1. Native sound I/O support

The current I/O classes (SPKitReader and SPKitWriter) use ANSI C
standard I/O libraries. On some platforms (such as the Macintosh)
the I/O classes will have to be rewritten to support native I/O calls.

The SPKitReader::setInput() and SPKitWriter::setInputOutput()
member functions refer to the input or output soundfile by taking the
filename as a parameter. On the Macintosh, the best approach would
probably be to substitute the filename parameter with a pointer to a
file system specification record. The declarations of the I/O classes
would then be:

class SPKitReader : public SPKitProcessor {
public:
    setInput(FSSpec*);
    ...
};

and

class SPKitWriter : public SPKitProcessor {
public:
    setInputOutput(SPKitProcessor*, FSSpec*);
    ...
};

Adding support for sound data I/O from sources other than files (such as
an analog/digital converter or a pasteboard) is possible by overloading
SPKitReader::setInput() and SPKitWriter::setInputOutput() and
by modifying SPKitReader::getSample, SPKitWriter::run() and
SPKitWriter::runFor().

2. Native soundfile format support

Supporting soundfile formats other than NeXT/Sun requires rewriting
most of SPKitReader and SPKitWriter.

SPKitReader::setInput() should open the soundfile for reading,
read the header information and set inputSamplingRate,
inputChannelCount, originalDataFormat sampleCount and samplesLeft.
originalDataFormat may be used as a platform specific attribute.
It is used to provide information to the SPKitWriter on sample encoding,
compression etc. of the input soundfile(s). If SPKitWriter supports
only one output sample encoding format, originalDataFormat may be
ignored.

SPKitReader::getSample() should read a single sample from the input
soundfile, convert it to SPKitFloat and scale it between -1.0 and
1.0.

The destructor of SPKitReader should close the input soundfile.

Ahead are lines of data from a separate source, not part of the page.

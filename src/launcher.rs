//! Process launching.
//!
//! A [`Launcher`] turns an encoded command line into a running child process and
//! waits for it. [`SystemLauncher`] is the real implementation; the executor only
//! sees the trait, so tests can script exit codes without spawning anything.

use crate::output::ExecutionResult;
use async_trait::async_trait;
use std::io;
use std::process::Stdio;
use tokio::process::Command;

/// Launches an encoded command line and waits for it to terminate.
#[async_trait]
pub trait Launcher: Send + Sync {
    /// Launch `command_line` and wait for the child to exit.
    ///
    /// # Errors
    ///
    /// Returns an `io::Error` if the process could not be created.
    async fn launch(&self, command_line: &str) -> io::Result<ExecutionResult>;
}

/// Launches through the platform command interpreter with inherited stdio.
///
/// On Windows the line is handed verbatim to `cmd.exe /d /s /c "<line>"`, so the
/// child's C runtime sees exactly the encoded text. Elsewhere the line is run
/// with `sh -c`, which is only useful for development: the encoding targets the
/// Windows tokenizer.
#[derive(Debug, Clone, Default)]
pub struct SystemLauncher {
    _private: (),
}

impl SystemLauncher {
    /// Launcher for the current platform.
    pub fn new() -> Self {
        Self::default()
    }

    #[cfg(windows)]
    fn command(command_line: &str) -> Command {
        use std::os::windows::process::CommandExt;

        let mut cmd = std::process::Command::new("cmd.exe");
        cmd.args(["/d", "/s", "/c"])
            .raw_arg(format!("\"{}\"", command_line));
        Command::from(cmd)
    }

    #[cfg(not(windows))]
    fn command(command_line: &str) -> Command {
        let mut cmd = Command::new("sh");
        cmd.arg("-c").arg(command_line);
        cmd
    }
}

#[async_trait]
impl Launcher for SystemLauncher {
    async fn launch(&self, command_line: &str) -> io::Result<ExecutionResult> {
        if command_line.trim().is_empty() {
            return Err(io::Error::new(
                io::ErrorKind::InvalidInput,
                "empty command line",
            ));
        }

        let mut cmd = Self::command(command_line);
        cmd.stdin(Stdio::inherit())
            .stdout(Stdio::inherit())
            .stderr(Stdio::inherit());

        let status = cmd.status().await?;
        Ok(ExecutionResult::from(status))
    }
}
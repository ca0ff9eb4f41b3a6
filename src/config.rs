//! Configuration loading and defaults.
//!
//! Configuration is resolved in order of precedence (highest wins):
//!
//! 1. **Environment variables**: `POCKODE_TOKEN`, `POCKODE_LISTEN`,
//!    `POCKODE_DATA_DIR`, `POCKODE_RELAY`, `LOG_LEVEL`, `LOG_FILE`, `LOG_FORMAT`
//! 2. **Config file**: path via `--config <path>`, or `pockode.toml` in CWD
//! 3. **Compiled defaults**: see each field's default value below
//!
//! The TOML file mirrors the struct hierarchy:
//!
//! ```toml
//! [server]
//! listen = "127.0.0.1:9870"
//! frontend_port = 5173
//! data_dir = "~/.pockode"
//! work_dir = "."
//! idle_timeout_secs = 600
//! dev_mode = false
//!
//! [auth]
//! token = "your-secret-token"
//!
//! [agent]
//! command = "claude-bridge"
//! args = []
//!
//! [logging]
//! level = "info"
//! format = "text"        # or "json"
//!
//! # Optional: omit entirely to run without the cloud relay
//! [relay]
//! enabled = true
//! cloud_url = "https://cloud.pockode.com"
//! ```

use std::net::SocketAddr;
use std::path::{Path, PathBuf};
use std::time::Duration;

use serde::Deserialize;

/// Top-level configuration, deserialized from TOML.
#[derive(Debug, Clone, Deserialize, Default)]
pub struct Config {
    #[serde(default)]
    pub server: ServerConfig,
    #[serde(default)]
    pub auth: AuthConfig,
    #[serde(default)]
    pub agent: AgentConfig,
    #[serde(default)]
    pub logging: LoggingConfig,
    /// Optional cloud relay configuration.
    pub relay: Option<RelayConfig>,
}

/// Errors produced while loading configuration.
#[derive(Debug, thiserror::Error)]
pub enum ConfigError {
    #[error("failed to read config file {path}: {source}")]
    Read {
        path: String,
        source: std::io::Error,
    },
    #[error("failed to parse config file {path}: {source}")]
    Parse {
        path: String,
        source: toml::de::Error,
    },
    #[error("invalid listen address {0:?}")]
    Listen(String),
}

/// Local HTTP server and process-lifecycle settings.
#[derive(Debug, Clone, Deserialize)]
pub struct ServerConfig {
    /// Socket address to bind (default `127.0.0.1:9870`). Its port is the
    /// backend port the relay proxies API, health and WS traffic to.
    #[serde(default = "default_listen")]
    pub listen: String,
    /// Loopback port of the frontend asset server (default 5173).
    #[serde(default = "default_frontend_port")]
    pub frontend_port: u16,
    /// Directory for persistent data (relay record, history, logs).
    #[serde(default = "default_data_dir")]
    pub data_dir: String,
    /// Working directory handed to agent processes.
    #[serde(default = "default_work_dir")]
    pub work_dir: String,
    /// Seconds of inactivity before a session process is reaped (default 600).
    #[serde(default = "default_idle_timeout_secs")]
    pub idle_timeout_secs: u64,
    /// Development mode: log to stdout instead of `data_dir/server.log`.
    #[serde(default)]
    pub dev_mode: bool,
}

/// Authentication settings.
#[derive(Debug, Clone, Deserialize)]
pub struct AuthConfig {
    /// Shared secret viewers present on connect. Override with `POCKODE_TOKEN`.
    /// Defaults to `"change-me"` which triggers a startup warning.
    #[serde(default = "default_token")]
    pub token: String,
}

/// Agent process launcher settings.
#[derive(Debug, Clone, Deserialize)]
pub struct AgentConfig {
    /// Executable started once per session process.
    #[serde(default = "default_agent_command")]
    pub command: String,
    /// Extra arguments placed before `--session-id`.
    #[serde(default)]
    pub args: Vec<String>,
}

/// Logging configuration.
#[derive(Debug, Clone, Deserialize)]
pub struct LoggingConfig {
    /// tracing filter level (default `info`). Overridden by `RUST_LOG` env var.
    #[serde(default = "default_log_level")]
    pub level: String,
    /// Log file path. Defaults to `data_dir/server.log` outside dev mode.
    pub file: Option<String>,
    /// `text` (default) or `json`.
    #[serde(default = "default_log_format")]
    pub format: String,
}

/// Cloud relay settings.
#[derive(Debug, Clone, Deserialize)]
pub struct RelayConfig {
    /// Start the relay tunnel on boot (default false).
    #[serde(default)]
    pub enabled: bool,
    /// Base URL of the cloud control plane.
    #[serde(default = "default_cloud_url")]
    pub cloud_url: String,
    /// Version reported to the control plane on register/refresh.
    #[serde(default = "default_client_version")]
    pub client_version: String,
}

fn default_listen() -> String {
    "127.0.0.1:9870".to_string()
}
fn default_frontend_port() -> u16 {
    5173
}
fn default_data_dir() -> String {
    "~/.pockode".to_string()
}
fn default_work_dir() -> String {
    ".".to_string()
}
fn default_idle_timeout_secs() -> u64 {
    600
}
fn default_token() -> String {
    "change-me".to_string()
}
fn default_agent_command() -> String {
    "claude-bridge".to_string()
}
fn default_log_level() -> String {
    "info".to_string()
}
fn default_log_format() -> String {
    "text".to_string()
}
fn default_cloud_url() -> String {
    "https://cloud.pockode.com".to_string()
}
fn default_client_version() -> String {
    env!("CARGO_PKG_VERSION").to_string()
}

impl Default for ServerConfig {
    fn default() -> Self {
        Self {
            listen: default_listen(),
            frontend_port: default_frontend_port(),
            data_dir: default_data_dir(),
            work_dir: default_work_dir(),
            idle_timeout_secs: default_idle_timeout_secs(),
            dev_mode: false,
        }
    }
}

impl Default for AuthConfig {
    fn default() -> Self {
        Self {
            token: default_token(),
        }
    }
}

impl Default for AgentConfig {
    fn default() -> Self {
        Self {
            command: default_agent_command(),
            args: Vec::new(),
        }
    }
}

impl Default for LoggingConfig {
    fn default() -> Self {
        Self {
            level: default_log_level(),
            file: None,
            format: default_log_format(),
        }
    }
}

impl Default for RelayConfig {
    fn default() -> Self {
        Self {
            enabled: false,
            cloud_url: default_cloud_url(),
            client_version: default_client_version(),
        }
    }
}

impl ServerConfig {
    /// `data_dir` with a leading `~` expanded.
    pub fn data_dir(&self) -> PathBuf {
        expand_home(&self.data_dir)
    }

    /// `work_dir` with a leading `~` expanded.
    pub fn work_dir(&self) -> PathBuf {
        expand_home(&self.work_dir)
    }

    pub fn idle_timeout(&self) -> Duration {
        Duration::from_secs(self.idle_timeout_secs.max(1))
    }

    /// Port component of `listen`.
    pub fn backend_port(&self) -> Result<u16, ConfigError> {
        self.listen
            .parse::<SocketAddr>()
            .map(|addr| addr.port())
            .map_err(|_| ConfigError::Listen(self.listen.clone()))
    }
}

/// Expand a leading `~` or `~/` to `$HOME`. Other paths pass through.
fn expand_home(path: &str) -> PathBuf {
    if let Some(rest) = path.strip_prefix('~') {
        if rest.is_empty() || rest.starts_with('/') {
            if let Some(home) = std::env::var_os("HOME") {
                return PathBuf::from(home).join(rest.trim_start_matches('/'));
            }
        }
    }
    PathBuf::from(path)
}

impl Config {
    /// Load configuration with the precedence chain: env vars > file > defaults.
    ///
    /// If `path` is `Some`, that file must exist. Otherwise `pockode.toml` in
    /// the current directory is used when present.
    pub fn load(path: Option<&str>) -> Result<Self, ConfigError> {
        let mut config = match path {
            Some(p) => Self::from_file(p)?,
            None if Path::new("pockode.toml").exists() => Self::from_file("pockode.toml")?,
            None => Config::default(),
        };
        config.apply_env(|key| std::env::var(key).ok());
        Ok(config)
    }

    fn from_file(path: &str) -> Result<Self, ConfigError> {
        let content = std::fs::read_to_string(path).map_err(|source| ConfigError::Read {
            path: path.to_string(),
            source,
        })?;
        toml::from_str(&content).map_err(|source| ConfigError::Parse {
            path: path.to_string(),
            source,
        })
    }

    fn apply_env(&mut self, var: impl Fn(&str) -> Option<String>) {
        if let Some(token) = var("POCKODE_TOKEN") {
            self.auth.token = token;
        }
        if let Some(listen) = var("POCKODE_LISTEN") {
            self.server.listen = listen;
        }
        if let Some(dir) = var("POCKODE_DATA_DIR") {
            self.server.data_dir = dir;
        }
        if let Some(flag) = var("POCKODE_RELAY") {
            let enabled = matches!(flag.as_str(), "1" | "true" | "yes");
            self.relay.get_or_insert_with(RelayConfig::default).enabled = enabled;
        }
        if let Some(level) = var("LOG_LEVEL") {
            self.logging.level = level;
        }
        if let Some(file) = var("LOG_FILE") {
            self.logging.file = Some(file);
        }
        if let Some(format) = var("LOG_FORMAT") {
            self.logging.format = format;
        }
    }

    /// Relay settings when the tunnel is switched on.
    pub fn enabled_relay(&self) -> Option<&RelayConfig> {
        self.relay.as_ref().filter(|r| r.enabled)
    }
}

#[cfg(test)]
mod tests {
    use super::*;
    use std::collections::HashMap;

    #[test]
    fn test_defaults_without_file() {
        let config = Config::default();
        assert_eq!(config.server.listen, "127.0.0.1:9870");
        assert_eq!(config.server.backend_port().unwrap(), 9870);
        assert_eq!(config.server.idle_timeout(), Duration::from_secs(600));
        assert!(config.enabled_relay().is_none());
    }

    #[test]
    fn test_parse_partial_toml() {
        let config: Config = toml::from_str(
            r#"
            [server]
            listen = "0.0.0.0:8080"
            idle_timeout_secs = 60

            [relay]
            enabled = true
            "#,
        )
        .unwrap();
        assert_eq!(config.server.backend_port().unwrap(), 8080);
        assert_eq!(config.server.frontend_port, 5173);
        let relay = config.enabled_relay().unwrap();
        assert_eq!(relay.cloud_url, "https://cloud.pockode.com");
        assert_eq!(relay.client_version, env!("CARGO_PKG_VERSION"));
    }

    #[test]
    fn test_env_overrides_file_values() {
        let mut config = Config::default();
        let env: HashMap<&str, &str> = [
            ("POCKODE_TOKEN", "secret"),
            ("POCKODE_RELAY", "true"),
            ("LOG_FORMAT", "json"),
        ]
        .into_iter()
        .collect();
        config.apply_env(|k| env.get(k).map(ToString::to_string));
        assert_eq!(config.auth.token, "secret");
        assert_eq!(config.logging.format, "json");
        assert!(config.enabled_relay().is_some());
    }

    #[test]
    fn test_expand_home_leaves_plain_paths() {
        assert_eq!(expand_home("/var/lib/pockode"), PathBuf::from("/var/lib/pockode"));
        assert_eq!(expand_home("~user/x"), PathBuf::from("~user/x"));
    }

    #[test]
    fn test_invalid_listen_address() {
        let mut config = Config::default();
        config.server.listen = "not-an-address".to_string();
        assert!(matches!(
            config.server.backend_port(),
            Err(ConfigError::Listen(_))
        ));
    }
}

SPKitWriter::setInputAndOutput() should open a soundfile for writing
and write a header to the soundfile.

SPKitWriter::run() should request samples from the input object
in a loop, scale each sample (e.g. between -32768 and 32767 in 16-bit
linear interger encoding) and write them to the output file.
SPKitWriter::runFor() should do the same thing for a given number
of samples.

The SPKitWriter destructor should close the output soundfile.